Notfall Bildgebung

Die radiologische Bildgebung ist integraler Bestandteil des Universitären Notfallzentrums am Inselspital. Jährlich werden zirka 20'000 Röntgenbilder, 9'000 Computertomographien, 600 Ultraschalluntersuchungen und 400 MRI zur diagnostischen Abklärung der Patientinnen und Patienten im Notfallzentrum durch Radiologiefachpersonen durchgeführt und von Ärzten der Radiologie begutachtet und beurteilt.

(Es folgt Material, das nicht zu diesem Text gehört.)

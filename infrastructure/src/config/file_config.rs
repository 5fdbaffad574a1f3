//! Raw TOML configuration data types
//!
//! These structs represent the exact structure of the config file and
//! are deserialized directly. Conversions to domain/runtime types live
//! on the structs themselves.

use crate::openrouter::client::OPENROUTER_API_URL;
use crate::openrouter::retry::RetryPolicy;
use council_domain::Model;
use serde::{Deserialize, Serialize};
use std::time::Duration;

/// Environment variable consulted when no API key is configured
pub const API_KEY_ENV: &str = "OPENROUTER_API_KEY";

/// Top-level config file structure
#[derive(Debug, Clone, Default, Serialize, Deserialize)]
#[serde(default)]
pub struct FileConfig {
    pub council: FileCouncilConfig,
    pub openrouter: FileOpenRouterConfig,
}

/// `[council]` section: who sits on the council
#[derive(Debug, Clone, Default, Serialize, Deserialize)]
#[serde(default)]
pub struct FileCouncilConfig {
    /// Member model ids; empty means the built-in default set
    pub members: Vec<String>,
    /// Lead model for synthesis; unset means the built-in default
    pub lead: Option<String>,
}

/// `[openrouter]` section: endpoint, credentials, retry tuning
#[derive(Debug, Clone, Serialize, Deserialize)]
#[serde(default)]
pub struct FileOpenRouterConfig {
    pub api_url: String,
    /// Usually left unset in files; the environment supplies it
    pub api_key: Option<String>,
    pub retry: FileRetryConfig,
}

impl Default for FileOpenRouterConfig {
    fn default() -> Self {
        Self {
            api_url: OPENROUTER_API_URL.to_string(),
            api_key: None,
            retry: FileRetryConfig::default(),
        }
    }
}

/// `[openrouter.retry]` section
#[derive(Debug, Clone, Serialize, Deserialize)]
#[serde(default)]
pub struct FileRetryConfig {
    pub max_attempts: u32,
    pub base_delay_ms: u64,
    pub max_delay_ms: u64,
}

impl Default for FileRetryConfig {
    fn default() -> Self {
        let policy = RetryPolicy::default();
        Self {
            max_attempts: policy.max_attempts,
            base_delay_ms: policy.base_delay.as_millis() as u64,
            max_delay_ms: policy.max_delay.as_millis() as u64,
        }
    }
}

impl FileRetryConfig {
    pub fn to_policy(&self) -> RetryPolicy {
        RetryPolicy {
            max_attempts: self.max_attempts.max(1),
            base_delay: Duration::from_millis(self.base_delay_ms),
            max_delay: Duration::from_millis(self.max_delay_ms),
            ..Default::default()
        }
    }
}

impl FileConfig {
    /// Council members, falling back to the built-in default set.
    pub fn members(&self) -> Vec<Model> {
        if self.council.members.is_empty() {
            return Model::default_members();
        }
        self.council
            .members
            .iter()
            .map(|s| s.parse().expect("model parsing is infallible"))
            .collect()
    }

    /// Lead model, falling back to the built-in default.
    pub fn lead(&self) -> Model {
        match &self.council.lead {
            Some(lead) => lead.parse().expect("model parsing is infallible"),
            None => Model::default_lead(),
        }
    }

    /// API key from config, or the environment as fallback.
    pub fn resolve_api_key(&self) -> Option<String> {
        self.openrouter
            .api_key
            .clone()
            .or_else(|| std::env::var(API_KEY_ENV).ok())
            .filter(|k| !k.trim().is_empty())
    }
}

Die Radiologie am Inselspital betreibt ihre Geräte für Notfallpatienten Tag und Nacht an 365 Tagen im Jahr. Je nach Krankheitsbild, Verletzungsmuster und ärztlicher Fragestellung werden die Patientinnen und Patienten im Notfallzentrum mit unterschiedlichen Bildgebungsmodalitäten untersucht. Bei einfachen Knochenbrüchen reicht üblicherweise eine klassische Röntgenaufnahme, während bei komplexen Krankheitsbildern oder schwerverletzen Patienten häufig die Computertomographie zum Einsatz kommt. Schwangere Patientinnen werden aufgrund von Strahlenschutzüberlegungen bevorzugt mittels Ultraschall oder Magnetresonanztomographie untersucht.

Die Ärztinnen und Ärzte der Radiologie sind am Inselspital rund um die Uhr verfügbar um die Röntgen-, Ultraschall-, CT- und MRI-Bilder der Notfallpatienten zu beurteilen und die Zuweiser des Universitären Notfallzentrums diagnostisch zu beraten.